En résumé, un recueil qui n'est pas vraiment une invitation au voyage mais qui a le mérite de nous faire ouvrir les yeux sur un pays en souffrance. J'ai donc beaucoup apprécié cette lecture qui nous prouve que par le biais de la fiction, on peut en apprendre beaucoup sur les dures réalités quotidiennes d'un pays. Les nouvelles qui m'ont le plus émue sont sans doute Odette, qui relate un tremblement de terre p. 21 « La ville qu'on lui faisait traverser à présent était comme Hiroshima, et l'ampleur de la destruction lui rappelait les films de guerre que son mari aimait tant regarder. » ; p. 24 « A la place, elle leva les yeux au ciel, qui n'avait jamais autant brillé et regorgé d'étoiles.
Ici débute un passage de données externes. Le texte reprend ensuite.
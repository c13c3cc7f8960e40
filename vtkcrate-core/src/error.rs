//! Error types for vtkcrate

use thiserror::Error;

/// Main error type for vtkcrate operations
#[derive(Error, Debug)]
pub enum Error {
    #[error("I/O error: {0}")]
    Io(#[from] std::io::Error),

    #[error("Invalid argument: {0}")]
    InvalidArgument(String),

    #[error("No input file has been parsed yet: {0}")]
    MissingInput(String),

    #[error("Parse error at line {line}: {message}")]
    Parse { line: usize, message: String },

    #[error("Invalid data: {0}")]
    InvalidData(String),

    #[error("Point table has {actual} rows but the source mesh has {expected} points")]
    PointCountMismatch { expected: usize, actual: usize },

    #[error("Unsupported operation: {0}")]
    Unsupported(String),

    #[error("Visualization error: {0}")]
    Visualization(String),

    #[error("GPU error: {0}")]
    Gpu(String),
}

impl Error {
    /// Build a parse error for the given 1-based line
    pub fn parse(line: usize, message: impl Into<String>) -> Self {
        Error::Parse { line, message: message.into() }
    }
}

/// Result type alias for vtkcrate operations
pub type Result<T> = std::result::Result<T, Error>;
//! Tests for reading and writing point tables through `VtkHandler`
//!
//! These cover the parse/write round trip, preservation of everything but
//! the coordinates, and the error paths of the handler.

use crate::legacy::{read_vtk, Attribute, DataSet, Encoding, Version};
use crate::{FileHandler, VtkHandler, WriteOptions};
use approx::assert_relative_eq;
use std::fs;
use std::path::{Path, PathBuf};
use tempfile::TempDir;
use vtkcrate_core::{Error, Point3d, PointTable, Transform3D, Transformable, Vector3d};

const TWO_TRIANGLES: &str = "# vtk DataFile Version 3.0
square made of two triangles
ASCII
DATASET UNSTRUCTURED_GRID
POINTS 4 float
0 0 0
1 0 0
1 1 0
0 1 0
CELLS 2 8
3 0 1 2
3 0 2 3
CELL_TYPES 2
5
5
POINT_DATA 4
SCALARS temperature float 1
LOOKUP_TABLE default
10 20 30 40
VECTORS velocity double
1 0 0 0 1 0 0 0 1 1 1 1
CELL_DATA 2
SCALARS material int 1
LOOKUP_TABLE default
1 2
";

const IMAGE: &str = "# vtk DataFile Version 2.0
small image
ASCII
DATASET STRUCTURED_POINTS
DIMENSIONS 2 2 1
SPACING 1 2 1
ORIGIN 0 0 0
POINT_DATA 4
SCALARS intensity float
LOOKUP_TABLE default
0 1 2 3
";

/// Write `contents` into `name` inside `dir`
fn fixture(dir: &TempDir, name: &str, contents: &str) -> PathBuf {
    let path = dir.path().join(name);
    fs::write(&path, contents).unwrap();
    path
}

fn assert_tables_close(a: &PointTable, b: &PointTable) {
    assert_eq!(a.len(), b.len());
    for (p, q) in a.iter().zip(b.iter()) {
        assert_relative_eq!(p, q, epsilon = 1e-6);
    }
}

#[test]
fn test_parse_returns_one_row_per_point() {
    let dir = TempDir::new().unwrap();
    let input = fixture(&dir, "square.vtk", TWO_TRIANGLES);

    let mut handler = VtkHandler::new();
    let points = handler.parse(&input).unwrap();

    assert_eq!(points.as_array().shape(), &[4, 3]);
    assert_eq!(points.point(0), Point3d::new(0.0, 0.0, 0.0));
    assert_eq!(points.point(2), Point3d::new(1.0, 1.0, 0.0));
    assert_eq!(handler.infile(), Some(input.as_path()));
}

#[test]
fn test_unmodified_round_trip() {
    let dir = TempDir::new().unwrap();
    let input = fixture(&dir, "square.vtk", TWO_TRIANGLES);
    let output = dir.path().join("copy.vtk");

    let mut handler = VtkHandler::new();
    let points = handler.parse(&input).unwrap();
    handler.write(&points, &output).unwrap();
    assert_eq!(handler.outfile(), Some(output.as_path()));

    let reparsed = VtkHandler::new().parse(&output).unwrap();
    assert_tables_close(&points, &reparsed);
}

#[test]
fn test_translate_scenario_keeps_cells_and_fields() {
    let dir = TempDir::new().unwrap();
    let input = fixture(&dir, "square.vtk", TWO_TRIANGLES);
    let output = dir.path().join("moved.vtk");

    let mut handler = VtkHandler::new();
    let original = handler.parse(&input).unwrap();
    let mut moved = original.clone();
    moved.translate(&Vector3d::new(1.0, 0.0, 0.0));
    handler.write(&moved, &output).unwrap();

    let reparsed = VtkHandler::new().parse(&output).unwrap();
    for (p, q) in original.iter().zip(reparsed.iter()) {
        assert_relative_eq!(q, p + Vector3d::new(1.0, 0.0, 0.0), epsilon = 1e-6);
    }

    let source = read_vtk(&input).unwrap();
    let written = read_vtk(&output).unwrap();
    assert_eq!(written.cells(), source.cells());
    assert_eq!(written.number_of_cells(), 2);
    assert_eq!(written.point_data, source.point_data);
    assert_eq!(written.cell_data, source.cell_data);
    assert_eq!(written.title, source.title);
}

#[test]
fn test_binary_and_offsets_output() {
    let dir = TempDir::new().unwrap();
    let input = fixture(&dir, "square.vtk", TWO_TRIANGLES);
    let output = dir.path().join("binary.vtk");

    let mut handler =
        VtkHandler::with_write_options(WriteOptions::binary().with_version(Version::OFFSETS));
    let points = handler.parse(&input).unwrap();
    handler.write(&points, &output).unwrap();

    let bytes = fs::read(&output).unwrap();
    assert!(bytes.starts_with(b"# vtk DataFile Version 5.1\n"));

    let written = read_vtk(&output).unwrap();
    assert_eq!(written.encoding, Encoding::Binary);
    assert_eq!(written.cells(), read_vtk(&input).unwrap().cells());
    assert_tables_close(&written.points(), &points);
}

#[test]
fn test_rotation_written_back() {
    let dir = TempDir::new().unwrap();
    let input = fixture(&dir, "square.vtk", TWO_TRIANGLES);
    let output = dir.path().join("rotated.vtk");

    let mut handler = VtkHandler::new();
    let mut points = handler.parse(&input).unwrap();
    points.transform(&Transform3D::rotation(Vector3d::z(), std::f64::consts::FRAC_PI_2));
    handler.write(&points, &output).unwrap();

    let reparsed = VtkHandler::new().parse(&output).unwrap();
    assert_relative_eq!(reparsed.point(1), Point3d::new(0.0, 1.0, 0.0), epsilon = 1e-6);
}

#[test]
fn test_row_count_mismatch_writes_nothing() {
    let dir = TempDir::new().unwrap();
    let input = fixture(&dir, "square.vtk", TWO_TRIANGLES);
    let output = dir.path().join("short.vtk");

    let mut handler = VtkHandler::new();
    handler.parse(&input).unwrap();
    let err = handler.write(&PointTable::zeros(3), &output).unwrap_err();

    assert!(matches!(err, Error::PointCountMismatch { expected: 4, actual: 3 }));
    assert!(!output.exists());
}

#[test]
fn test_write_checks_extension_before_input() {
    let mut handler = VtkHandler::new();
    let err = handler.write(&PointTable::zeros(4), "out.stl").unwrap_err();
    assert!(matches!(err, Error::InvalidArgument(_)));
}

#[test]
fn test_write_without_parse_is_a_precondition_error() {
    let dir = TempDir::new().unwrap();
    let mut handler = VtkHandler::new();
    for name in ["a.vtk", "b.vtk"] {
        let err = handler.write(&PointTable::zeros(4), dir.path().join(name)).unwrap_err();
        assert!(matches!(err, Error::MissingInput(_)));
    }
}

#[test]
fn test_parse_missing_file_is_io_error() {
    let dir = TempDir::new().unwrap();
    let mut handler = VtkHandler::new();
    let err = handler.parse(dir.path().join("missing.vtk")).unwrap_err();
    assert!(matches!(err, Error::Io(_)));
}

#[test]
fn test_image_points_are_written_as_structured_grid() {
    let dir = TempDir::new().unwrap();
    let input = fixture(&dir, "image.vtk", IMAGE);
    let output = dir.path().join("warped.vtk");

    let mut handler = VtkHandler::new();
    let mut points = handler.parse(&input).unwrap();
    assert_eq!(points.point(3), Point3d::new(1.0, 2.0, 0.0));

    points.set_point(3, &Point3d::new(1.5, 2.5, 0.5));
    handler.write(&points, &output).unwrap();

    let written = read_vtk(&output).unwrap();
    assert!(matches!(written.dataset, DataSet::StructuredGrid { dimensions: [2, 2, 1], .. }));
    assert_eq!(written.points().point(3), Point3d::new(1.5, 2.5, 0.5));
    assert_eq!(written.number_of_cells(), 1);
    match &written.point_data.as_ref().unwrap().attributes[0] {
        Attribute::Scalars { array, .. } => assert_eq!(array.values, vec![0.0, 1.0, 2.0, 3.0]),
        other => panic!("unexpected attribute {:?}", other),
    }
}

#[test]
fn test_source_dataset_follows_parse() {
    let dir = TempDir::new().unwrap();
    let input = fixture(&dir, "square.vtk", TWO_TRIANGLES);

    let mut handler = VtkHandler::new();
    assert!(handler.source_dataset().is_err());
    handler.parse(&input).unwrap();
    let dataset = handler.source_dataset().unwrap();
    assert_eq!(dataset.scalar_range(), (1.0, 40.0));
    assert_eq!(handler.resolve_input(None).unwrap(), input);
    assert!(handler.read_dataset(Path::new("square.obj")).is_err());
}
//! WGSL shaders for mesh rendering

/// Flat-shaded triangles with a headlight
pub const MESH_SHADER: &str = r#"
struct Uniforms {
    view_proj: mat4x4<f32>,
    light_dir: vec4<f32>,
    // x: 1 when lighting is enabled
    params: vec4<f32>,
};

@group(0) @binding(0)
var<uniform> uniforms: Uniforms;

struct VertexInput {
    @location(0) position: vec3<f32>,
    @location(1) normal: vec3<f32>,
    @location(2) color: vec3<f32>,
};

struct VertexOutput {
    @builtin(position) clip_position: vec4<f32>,
    @location(0) normal: vec3<f32>,
    @location(1) color: vec3<f32>,
};

@vertex
fn vs_main(in: VertexInput) -> VertexOutput {
    var out: VertexOutput;
    out.clip_position = uniforms.view_proj * vec4<f32>(in.position, 1.0);
    out.normal = in.normal;
    out.color = in.color;
    return out;
}

@fragment
fn fs_main(in: VertexOutput) -> @location(0) vec4<f32> {
    if (uniforms.params.x < 0.5) {
        return vec4<f32>(in.color, 1.0);
    }
    // two-sided: faces of open surfaces are lit from both sides
    let diffuse = abs(dot(normalize(in.normal), normalize(uniforms.light_dir.xyz)));
    let light = 0.25 + 0.75 * diffuse;
    return vec4<f32>(in.color * light, 1.0);
}
"#;

/// Unlit colored lines
pub const LINE_SHADER: &str = r#"
struct Uniforms {
    view_proj: mat4x4<f32>,
    light_dir: vec4<f32>,
    params: vec4<f32>,
};

@group(0) @binding(0)
var<uniform> uniforms: Uniforms;

struct VertexInput {
    @location(0) position: vec3<f32>,
    @location(1) color: vec3<f32>,
};

struct VertexOutput {
    @builtin(position) clip_position: vec4<f32>,
    @location(0) color: vec3<f32>,
};

@vertex
fn vs_main(in: VertexInput) -> VertexOutput {
    var out: VertexOutput;
    out.clip_position = uniforms.view_proj * vec4<f32>(in.position, 1.0);
    out.color = in.color;
    return out;
}

@fragment
fn fs_main(in: VertexOutput) -> @location(0) vec4<f32> {
    return vec4<f32>(in.color, 1.0);
}
"#;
Elle chercha sa bonne étoile, mais en vain. Elle l'avait abandonnée en tombant des cieux il y avait bien longtemps. », Rosanna, que j'ai évoquée plus haut, ainsi que Laquelle des deux ? qui montre jusqu'à quelle extrémité peut pousser l'amour d'une mère.

Un petit plus en fin de volume, une playlist disponible sur internet pour prolonger sa lecture en musique.

Merci à Babélio et aux éditions Asphalte pour cette découverte riche en émotions.